The Download: Up-and-Comers Who Are Breaking Down a Digital Divide
Around town, I often hear people referring to a tech start-up as just "two guys in a garage." But that phrase excludes a gender that, some say, is too often overlooked in the technology industry. In Washington, a number of women are leaving their mark as entrepreneurs, social media enthusiasts and policy experts. And they're trying to make room for more girl geeks. Here are five women who have established themselves as influential figures in the region's tech circles and are worth keeping an eye on.
-- Shireen Mitchell's interest in technology began when she became addicted to Atari video games as a teenager. When she came to Washington for college at Howard University and graduate school at the University of the District of Columbia, she began to notice that she was one of the few women who frequented tech events and got involved in "geeky" projects.
"I was never encouraged to be interested in technology," said Mitchell, 39. "Even my mother thought I was going to the arcade room to hang around boys -- not because I actually loved the games . . . There just aren't a lot of women who feel comfortable in the field."
In 2000, she started Digital Sisters, a nonprofit that provides training for women and others who traditionally have not been part of the tech community. Nine years later, she said she still sees a huge digital divide that adversely affects women, especially minority women.
She's tried to bridge that gap by helping communities and neighborhoods take advantage of tools such as blogs, Facebook and Twitter to organize events, respond to issues and spread information.
"Social media is the one tech industry that seems natural for women to be part of," she said. "It's all about communicating, and women's communication skills are great assets."
-- Larissa Fair, 26, has been president of the Washington chapter of the Social Media Club for two years, since shortly after it formed. Under her charge, the group now has more than 900 members (by Facebook's count, anyway) and meets every month to network and discuss trends ranging from cloud computing to mobile media campaigns. She's done public relations work for local firms such as Platinum Solutions and Livingston Communications, and now manages Web communications for a nonprofit.
Fair's main passion is expanding the reach of social networks among associations, educational institutions and government groups.
"The idea of it has gone much more mainstream," she said. "People are going to be online anyway, so you need to find the way to reach them."

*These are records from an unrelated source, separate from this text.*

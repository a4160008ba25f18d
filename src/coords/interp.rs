//! Interpolation of coordinate samples taken at integer pixel indices.

use ndarray::Array2;

/// Piecewise linear interpolant over samples at indices `0, 1, .., n - 1`.
///
/// Positions outside the sampled range are extrapolated from the first or
/// last interval.
#[derive(Debug, Clone)]
pub struct IndexInterp1d {
    values: Vec<f64>,
}

impl IndexInterp1d {
    pub fn new(values: Vec<f64>) -> Self {
        Self { values }
    }

    /// Evaluate at a fractional index.
    pub fn evaluate(&self, x: f64) -> f64 {
        match self.values.len() {
            0 => f64::NAN,
            1 => self.values[0],
            n => {
                let i = find_interval(x, n);
                let (y0, y1) = (self.values[i], self.values[i + 1]);
                y0 + (x - i as f64) * (y1 - y0)
            }
        }
    }
}

/// Bilinear interpolant over a grid sampled at integer `(row, col)` indices.
///
/// Positions outside the grid take the value at the nearest edge.
#[derive(Debug, Clone)]
pub struct IndexInterp2d {
    values: Array2<f64>,
}

impl IndexInterp2d {
    pub fn new(values: Array2<f64>) -> Self {
        Self { values }
    }

    /// Evaluate at a fractional `(row, col)` position.
    pub fn evaluate(&self, row: f64, col: f64) -> f64 {
        let (rows, cols) = self.values.dim();
        if rows == 0 || cols == 0 {
            return f64::NAN;
        }
        let (r0, r1, tr) = bracket(row, rows);
        let (c0, c1, tc) = bracket(col, cols);

        let v = &self.values;
        let top = v[[r0, c0]] + tc * (v[[r0, c1]] - v[[r0, c0]]);
        let bottom = v[[r1, c0]] + tc * (v[[r1, c1]] - v[[r1, c0]]);
        top + tr * (bottom - top)
    }
}

/// Index `i` of the interval `[i, i + 1]` used for `x`, for `n >= 2` samples.
fn find_interval(x: f64, n: usize) -> usize {
    if x <= 0.0 || x.is_nan() {
        0
    } else {
        (x.floor() as usize).min(n - 2)
    }
}

/// Neighbouring indices and weight of `x` clamped to `[0, n - 1]`.
fn bracket(x: f64, n: usize) -> (usize, usize, f64) {
    if n == 1 {
        return (0, 0, 0.0);
    }
    let x = x.clamp(0.0, (n - 1) as f64);
    let i = find_interval(x, n);
    (i, i + 1, x - i as f64)
}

-- After stints as a professional dancer and labor union worker, Alexis Rodich, 28, changed directions and went to American University's business school to study finance. Her interest in venture capitalists and angel investors helped her land a job as an associate for LaunchBox Digital, which has a 12-week incubator program in the District that invests in and advises eight start-up companies. She helps the entrepreneurs craft revenue models, define their markets and develop social media strategies.
Rodich plans to continue to work with a couple of the start-ups at the end of the summer and launch her own company related to yoga.
She also writes a regular column about entrepreneurship for Women Grow Business, a community blog hosted by Herndon-based Network Solutions and edited by Jill Foster, who co-founded DC Media Makers, an organization that focuses on digital media.